----- SOURCE MATERIAL
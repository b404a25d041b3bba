//! Command dispatch: the seam between a connection and the order engine.
//!
//! Each inbound line goes through the same pipeline:
//! 1. Parse the raw line into a [`Command`]
//! 2. Look up the connection's session (never created here)
//! 3. Apply the command with panics contained
//! 4. Commit the next session
//! 5. Record metrics, mapping any failure to a client-facing fault
//!
//! A failure is terminal for that one command only. The session is left as it
//! was and the connection stays open.

use crate::engine::OrderEngine;
use crate::error::DispatchError;
use crate::metrics;
use crate::state::{Catalog, Session, SessionStore};
use crate::telemetry::{CommandTimer, spans};
use chowd_proto::{Command, Reply, Response};
use std::any::Any;
use std::panic::{self, AssertUnwindSafe};
use std::sync::Arc;
use tracing::{debug, error, warn};

/// Routes commands from connections to the engine and the session store.
#[derive(Debug, Clone)]
pub struct Dispatcher {
    store: Arc<SessionStore>,
    engine: OrderEngine,
}

impl Dispatcher {
    pub fn new(store: Arc<SessionStore>, engine: OrderEngine) -> Self {
        Self { store, engine }
    }

    /// A dispatcher over an empty store and `catalog`.
    pub fn with_catalog(catalog: Catalog) -> Self {
        Self::new(
            Arc::new(SessionStore::new()),
            OrderEngine::new(Arc::new(catalog)),
        )
    }

    pub fn store(&self) -> &Arc<SessionStore> {
        &self.store
    }

    pub fn engine(&self) -> &OrderEngine {
        &self.engine
    }

    /// Create the session for a new connection and return its greeting.
    pub fn open(&self, conn: &str) -> Response {
        self.store.get_or_create(conn);
        metrics::set_active_sessions(self.store.len());
        Response::new(Reply::Welcome)
    }

    /// Drop the session of a closed connection.
    pub fn close(&self, conn: &str) -> Option<Session> {
        let removed = self.store.remove(conn);
        metrics::set_active_sessions(self.store.len());
        removed
    }

    /// Handle one raw input line, always producing a response.
    pub fn dispatch(&self, conn: &str, raw: &str) -> Response {
        let command = Command::parse(raw);
        let _timer = CommandTimer::new(command.name());
        let _span = spans::command(command.name(), conn).entered();

        match self.try_dispatch(conn, &command) {
            Ok(response) => response,
            Err(e) => {
                match &e {
                    DispatchError::SessionNotFound(_) => warn!(error = %e, "Dispatch failed"),
                    _ => error!(error = %e, raw, "Dispatch failed"),
                }
                metrics::record_command_error(command.name(), e.error_code());
                Response::fault(e.fault())
            }
        }
    }

    /// Apply an already parsed command to the session of `conn`.
    pub fn try_dispatch(&self, conn: &str, command: &Command) -> Result<Response, DispatchError> {
        let session = self
            .store
            .get(conn)
            .ok_or_else(|| DispatchError::SessionNotFound(conn.to_string()))?;

        let transition = contain(|| self.engine.apply(command, &session))??;

        let mut next = transition.session;
        next.touch();
        if !self.store.commit(next) {
            return Err(DispatchError::SessionNotFound(conn.to_string()));
        }

        if let Reply::OrderPlaced { order } = &transition.response.reply {
            metrics::record_order_placed();
            debug!(items = order.items.len(), "Order placed");
        }

        Ok(transition.response)
    }
}

/// Run `f`, turning a panic into [`DispatchError::Panicked`].
pub(crate) fn contain<T>(f: impl FnOnce() -> T) -> Result<T, DispatchError> {
    panic::catch_unwind(AssertUnwindSafe(f)).map_err(|payload| {
        DispatchError::Panicked(panic_message(payload.as_ref()))
    })
}

fn panic_message(payload: &(dyn Any + Send)) -> String {
    if let Some(s) = payload.downcast_ref::<&str>() {
        (*s).to_string()
    } else if let Some(s) = payload.downcast_ref::<String>() {
        s.clone()
    } else {
        "unknown panic".to_string()
    }
}
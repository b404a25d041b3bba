//! chowd - a conversational food-ordering daemon.
//!
//! Clients connect over plaintext TCP or WebSocket and drive a per-connection
//! cart and order history with short numeric commands. The daemon binary in
//! `main.rs` wires these modules together; integration tests and benchmarks
//! drive them directly.

pub mod config;
pub mod dispatch;
pub mod engine;
pub mod error;
pub mod http;
pub mod metrics;
pub mod network;
pub mod state;
pub mod telemetry;

pub use dispatch::Dispatcher;
pub use engine::{OrderEngine, Transition};
pub use error::{DispatchError, EngineError};
//! # chowd-proto
//!
//! The vocabulary spoken between an ordering client and the chowd daemon:
//!
//! - [`Item`] and [`PlacedOrder`], the data a session is built from
//! - [`Command`], the closed set of instructions a raw text token maps to
//! - [`Response`], [`Reply`] and [`Fault`], the structured result of a command
//! - [`Render`], which turns a response into something a client can display
//!
//! ## Quick Start
//!
//! ```rust
//! use chowd_proto::{Command, Render, RenderFormat, Reply, Response};
//!
//! assert_eq!(Command::parse("99"), Command::Checkout);
//! assert_eq!(Command::parse("4"), Command::AddItem(Some(4)));
//!
//! let response = Response::new(Reply::NothingToPlace);
//! let text = RenderFormat::Text.render(&response);
//! assert!(text.contains("No order to place."));
//! ```

#![deny(clippy::all)]
#![warn(missing_docs)]

pub mod command;
pub mod item;
pub mod render;
pub mod response;

pub use command::Command;
pub use item::{Item, ItemId, PlacedOrder, sum_prices};
pub use render::{HtmlRender, JsonRender, Render, RenderFormat, TextRender, UnknownFormat};
pub use response::{Fault, MENU, MenuEntry, Reply, Response, Severity};
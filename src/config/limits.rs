//! Per-connection input limits.

use serde::Deserialize;

/// Input limits applied to every connection.
///
/// These limits keep a single misbehaving client from monopolising a
/// connection task or flooding the session store with work.
#[derive(Debug, Clone, Deserialize)]
pub struct LimitsConfig {
    /// Maximum bytes in one command line on the plaintext listener (default: 512).
    #[serde(default = "default_max_line_length")]
    pub max_line_length: usize,
    /// Sustained commands per second per connection (default: 10).
    #[serde(default = "default_message_rate")]
    pub message_rate: f32,
    /// Burst capacity of the per-connection token bucket (default: 20).
    #[serde(default = "default_message_burst")]
    pub message_burst: f32,
    /// Seconds a WebSocket peer has to complete its upgrade request (default: 10).
    #[serde(default = "default_handshake_timeout")]
    pub handshake_timeout: u64,
}

impl Default for LimitsConfig {
    fn default() -> Self {
        Self {
            max_line_length: default_max_line_length(),
            message_rate: default_message_rate(),
            message_burst: default_message_burst(),
            handshake_timeout: default_handshake_timeout(),
        }
    }
}

fn default_max_line_length() -> usize {
    512
}

fn default_message_rate() -> f32 {
    10.0
}

fn default_message_burst() -> f32 {
    20.0
}

fn default_handshake_timeout() -> u64 {
    10
}
//! Connection - Handles an individual client connection.
//!
//! Each Connection runs in its own Tokio task and processes its commands
//! strictly in order, so a session never has more than one command in flight:
//!
//! ```text
//!   open ──▶ welcome ──▶ ┌───────────── read frame ◀────────────┐
//!                        │                                      │
//!                        ├─ too long ──▶ LineTooLong fault ─────┤
//!                        ├─ flood ─────▶ Flood fault ──▶ close  │
//!                        └─ command ───▶ dispatch ──▶ render ───┘
//!
//!   EOF / I/O error ──▶ close ──▶ session removed
//! ```

use super::limit::RateLimiter;
use super::transport::Transport;
use crate::config::LimitsConfig;
use crate::dispatch::Dispatcher;
use crate::metrics;
use crate::state::ConnectionId;
use chowd_proto::{Fault, Render, RenderFormat, Response};
use std::net::SocketAddr;
use tracing::{debug, info, warn};

/// A client connection handler.
pub struct Connection {
    id: ConnectionId,
    addr: SocketAddr,
    transport: Transport,
    dispatcher: Dispatcher,
    render: RenderFormat,
    limiter: RateLimiter,
}

impl Connection {
    pub fn new(
        id: ConnectionId,
        addr: SocketAddr,
        transport: Transport,
        dispatcher: Dispatcher,
        render: RenderFormat,
        limits: &LimitsConfig,
    ) -> Self {
        Self {
            id,
            addr,
            transport,
            dispatcher,
            render,
            limiter: RateLimiter::from_limits(limits),
        }
    }

    /// Run the connection until the peer leaves, floods, or the socket fails.
    ///
    /// The session is removed on every exit path.
    pub async fn run(mut self) -> anyhow::Result<()> {
        info!(addr = %self.addr, transport = self.transport.kind(), "Client connected");

        let welcome = self.dispatcher.open(&self.id);
        let result = self.serve(welcome).await;

        self.transport.close().await;
        self.dispatcher.close(&self.id);
        info!(addr = %self.addr, "Client disconnected");
        result
    }

    async fn serve(&mut self, welcome: Response) -> anyhow::Result<()> {
        self.send(&welcome).await?;

        loop {
            let line = match self.transport.read_frame().await {
                Ok(Some(line)) => line,
                Ok(None) => {
                    debug!("Peer closed connection");
                    return Ok(());
                }
                Err(e) if e.is_recoverable() => {
                    warn!(error = %e, "Input line too long");
                    self.send(&Response::fault(Fault::LineTooLong)).await?;
                    continue;
                }
                Err(e) => {
                    debug!(error = %e, "Read error");
                    return Ok(());
                }
            };

            if !self.limiter.check() {
                metrics::record_rate_limited();
                warn!("Flood limit exceeded, closing connection");
                self.send(&Response::fault(Fault::Flood)).await?;
                return Ok(());
            }

            debug!(raw = %line, "Received command");
            let response = self.dispatcher.dispatch(&self.id, &line);
            self.send(&response).await?;
        }
    }

    async fn send(&mut self, response: &Response) -> anyhow::Result<()> {
        let rendered = self.render.render(response);
        self.transport.write_frame(&rendered).await
    }
}
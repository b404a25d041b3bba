//! HTTP server for the Prometheus metrics endpoint.
//!
//! Runs on a separate tokio task and serves `/metrics` for Prometheus scraping.

use axum::{Router, routing::get};
use std::net::SocketAddr;

/// Handler for GET /metrics - returns Prometheus metrics in text format.
async fn metrics_handler() -> String {
    crate::metrics::gather_metrics()
}

/// Build the router serving `/metrics`.
pub fn router() -> Router {
    Router::new().route("/metrics", get(metrics_handler))
}

/// Run the HTTP server for Prometheus metrics.
///
/// Binds to `0.0.0.0:port` and serves the `/metrics` endpoint.
/// This is a long-running task that should be spawned in the background.
pub async fn run_http_server(port: u16) {
    let addr = SocketAddr::from(([0, 0, 0, 0], port));
    tracing::info!(%addr, "Prometheus HTTP server listening");

    let listener = match tokio::net::TcpListener::bind(&addr).await {
        Ok(listener) => listener,
        Err(e) => {
            tracing::error!(%addr, error = %e, "Failed to bind HTTP server");
            return;
        }
    };

    if let Err(e) = axum::serve(listener, router()).await {
        tracing::error!(error = %e, "HTTP server error");
    }
}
----------
◆ WHAT THE TASK REQUIRES:
Please transcribe, exactly and with nothing added, the lines from the first line of the material above through the line that contains "with panics contained".

◆ TASK OUTPUT:
repository b404a25d041b3bba
//! Command dispatch: the seam between a connection and the order engine.
//!
//! Each inbound line goes through the same pipeline:
//! 1. Parse the raw line into a [`Command`]
//! 2. Look up the connection's session (never created here)
//! 3. Apply the command with panics contained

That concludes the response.